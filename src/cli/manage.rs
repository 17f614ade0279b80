use std::path::{Path, PathBuf};

use anyhow::Result;
use chrono::Duration;
use clap::Parser;
use tracing::info;

use crate::{
    platform::{
        grants::FileGrantProvider,
        registry::ManifestRegistry,
        storage::{
            entities::UsageIntervalEntity,
            record_storage::{store_intervals, RecordStorageImpl},
        },
        ApplicationInfo, GrantMode, IconRef, PermissionStatus, OP_GET_USAGE_STATS,
        PERMISSION_PACKAGE_USAGE_STATS,
    },
    utils::clock::{Clock, DefaultClock},
};

use super::{report::parse_moment, DateStyle, OWNER_ID};

#[derive(Debug, Parser)]
pub struct AccessCommand {
    #[arg(long, help = "Grant state of the usage statistics operation")]
    mode: GrantMode,
    #[arg(long, help = "Calling permission consulted while the mode is default")]
    calling_permission: Option<PermissionStatus>,
}

#[derive(Debug, Parser)]
pub struct RegisterCommand {
    #[arg(help = "Package id usage is recorded under")]
    package: String,
    #[arg(long, help = "Name shown in the usage list")]
    name: String,
    #[arg(long, help = "Path to the application icon")]
    icon: Option<PathBuf>,
}

#[derive(Debug, Parser)]
pub struct RecordCommand {
    #[arg(help = "Package id of the application")]
    package: String,
    #[arg(long, help = "Foreground time in seconds")]
    seconds: u32,
    #[arg(
        long = "start",
        short,
        help = "When the application came to the foreground. Defaults to `seconds` ago"
    )]
    start_date: Option<String>,
    #[arg(long, default_value_t = DateStyle::Uk)]
    date_style: DateStyle,
}

/// Stands in for the system settings screen where usage access is toggled.
pub fn process_access_command(
    AccessCommand {
        mode,
        calling_permission,
    }: AccessCommand,
    dir: &Path,
) -> Result<()> {
    let grants = FileGrantProvider::in_dir(dir);
    grants.set_operation_mode(OP_GET_USAGE_STATS, OWNER_ID, mode)?;
    if let Some(status) = calling_permission {
        grants.set_calling_permission(PERMISSION_PACKAGE_USAGE_STATS, status)?;
    }
    info!("Usage access set to {mode:?}");
    Ok(())
}

pub fn process_register_command(
    RegisterCommand {
        package,
        name,
        icon,
    }: RegisterCommand,
    dir: &Path,
) -> Result<()> {
    let mut registry = ManifestRegistry::open_in(dir)?;
    registry.register(ApplicationInfo {
        package_id: package.into(),
        display_name: name.into(),
        icon: icon.map(IconRef),
    })
}

pub async fn process_record_command(command: RecordCommand, dir: &Path) -> Result<()> {
    let storage = RecordStorageImpl::new(dir.join("records"))?;
    let interval = record_interval(command, &DefaultClock)?;
    info!("Recording {interval:?}");
    store_intervals(&storage, [interval]).await
}

fn record_interval(
    RecordCommand {
        package,
        seconds,
        start_date,
        date_style,
    }: RecordCommand,
    clock: &dyn Clock,
) -> Result<UsageIntervalEntity> {
    let duration = Duration::seconds(seconds.into());
    let start = match start_date {
        Some(start_date) => parse_moment(&start_date, date_style, clock, "start")?,
        None => clock.time() - duration,
    };
    Ok(UsageIntervalEntity {
        package_id: package.into(),
        start,
        duration,
    })
}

───

** Brief **
Your answer must be an exact copy of every entry above.

** Written reply **
filename src/cli/manage.rs
repository 17f614ade0279b80
use std::path::{Path, PathBuf};

use anyhow::Result;
use chrono::Duration;
use clap::Parser;
use tracing::info;

use crate::{
    platform::{
        grants::FileGrantProvider,
        registry::ManifestRegistry,
        storage::{
            entities::UsageIntervalEntity,
            record_storage::{store_intervals, RecordStorageImpl},
        },
        ApplicationInfo, GrantMode, IconRef, PermissionStatus, OP_GET_USAGE_STATS,
        PERMISSION_PACKAGE_USAGE_STATS,
    },
    utils::clock::{Clock, DefaultClock},
};

use super::{report::parse_moment, DateStyle, OWNER_ID};

#[derive(Debug, Parser)]
pub struct AccessCommand {
    #[arg(long, help = "Grant state of the usage statistics operation")]
    mode: GrantMode,
    #[arg(long, help = "Calling permission consulted while the mode is default")]
    calling_permission: Option<PermissionStatus>,
}

#[derive(Debug, Parser)]
pub struct RegisterCommand {
    #[arg(help = "Package id usage is recorded under")]
    package: String,
    #[arg(long, help = "Name shown in the usage list")]
    name: String,
    #[arg(long, help = "Path to the application icon")]
    icon: Option<PathBuf>,
}

#[derive(Debug, Parser)]
pub struct RecordCommand {
    #[arg(help = "Package id of the application")]
    package: String,
    #[arg(long, help = "Foreground time in seconds")]
    seconds: u32,
    #[arg(
        long = "start",
        short,
        help = "When the application came to the foreground. Defaults to `seconds` ago"
    )]
    start_date: Option<String>,
    #[arg(long, default_value_t = DateStyle::Uk)]
    date_style: DateStyle,
}

/// Stands in for the system settings screen where usage access is toggled.
pub fn process_access_command(
    AccessCommand {
        mode,
        calling_permission,
    }: AccessCommand,
    dir: &Path,
) -> Result<()> {
    let grants = FileGrantProvider::in_dir(dir);
    grants.set_operation_mode(OP_GET_USAGE_STATS, OWNER_ID, mode)?;
    if let Some(status) = calling_permission {
        grants.set_calling_permission(PERMISSION_PACKAGE_USAGE_STATS, status)?;
    }
    info!("Usage access set to {mode:?}");
    Ok(())
}

pub fn process_register_command(
    RegisterCommand {
        package,
        name,
        icon,
    }: RegisterCommand,
    dir: &Path,
) -> Result<()> {
    let mut registry = ManifestRegistry::open_in(dir)?;
    registry.register(ApplicationInfo {
        package_id: package.into(),
        display_name: name.into(),
        icon: icon.map(IconRef),
    })
}

pub async fn process_record_command(command: RecordCommand, dir: &Path) -> Result<()> {
    let storage = RecordStorageImpl::new(dir.join("records"))?;
    let interval = record_interval(command, &DefaultClock)?;
    info!("Recording {interval:?}");
    store_intervals(&storage, [interval]).await
}

fn record_interval(
    RecordCommand {
        package,
        seconds,
        start_date,
        date_style,
    }: RecordCommand,
    clock: &dyn Clock,
) -> Result<UsageIntervalEntity> {
    let duration = Duration::seconds(seconds.into());
    let start = match start_date {
        Some(start_date) => parse_moment(&start_date, date_style, clock, "start")?,
        None => clock.time() - duration,
    };
    Ok(UsageIntervalEntity {
        package_id: package.into(),
        start,
        duration,
    })
}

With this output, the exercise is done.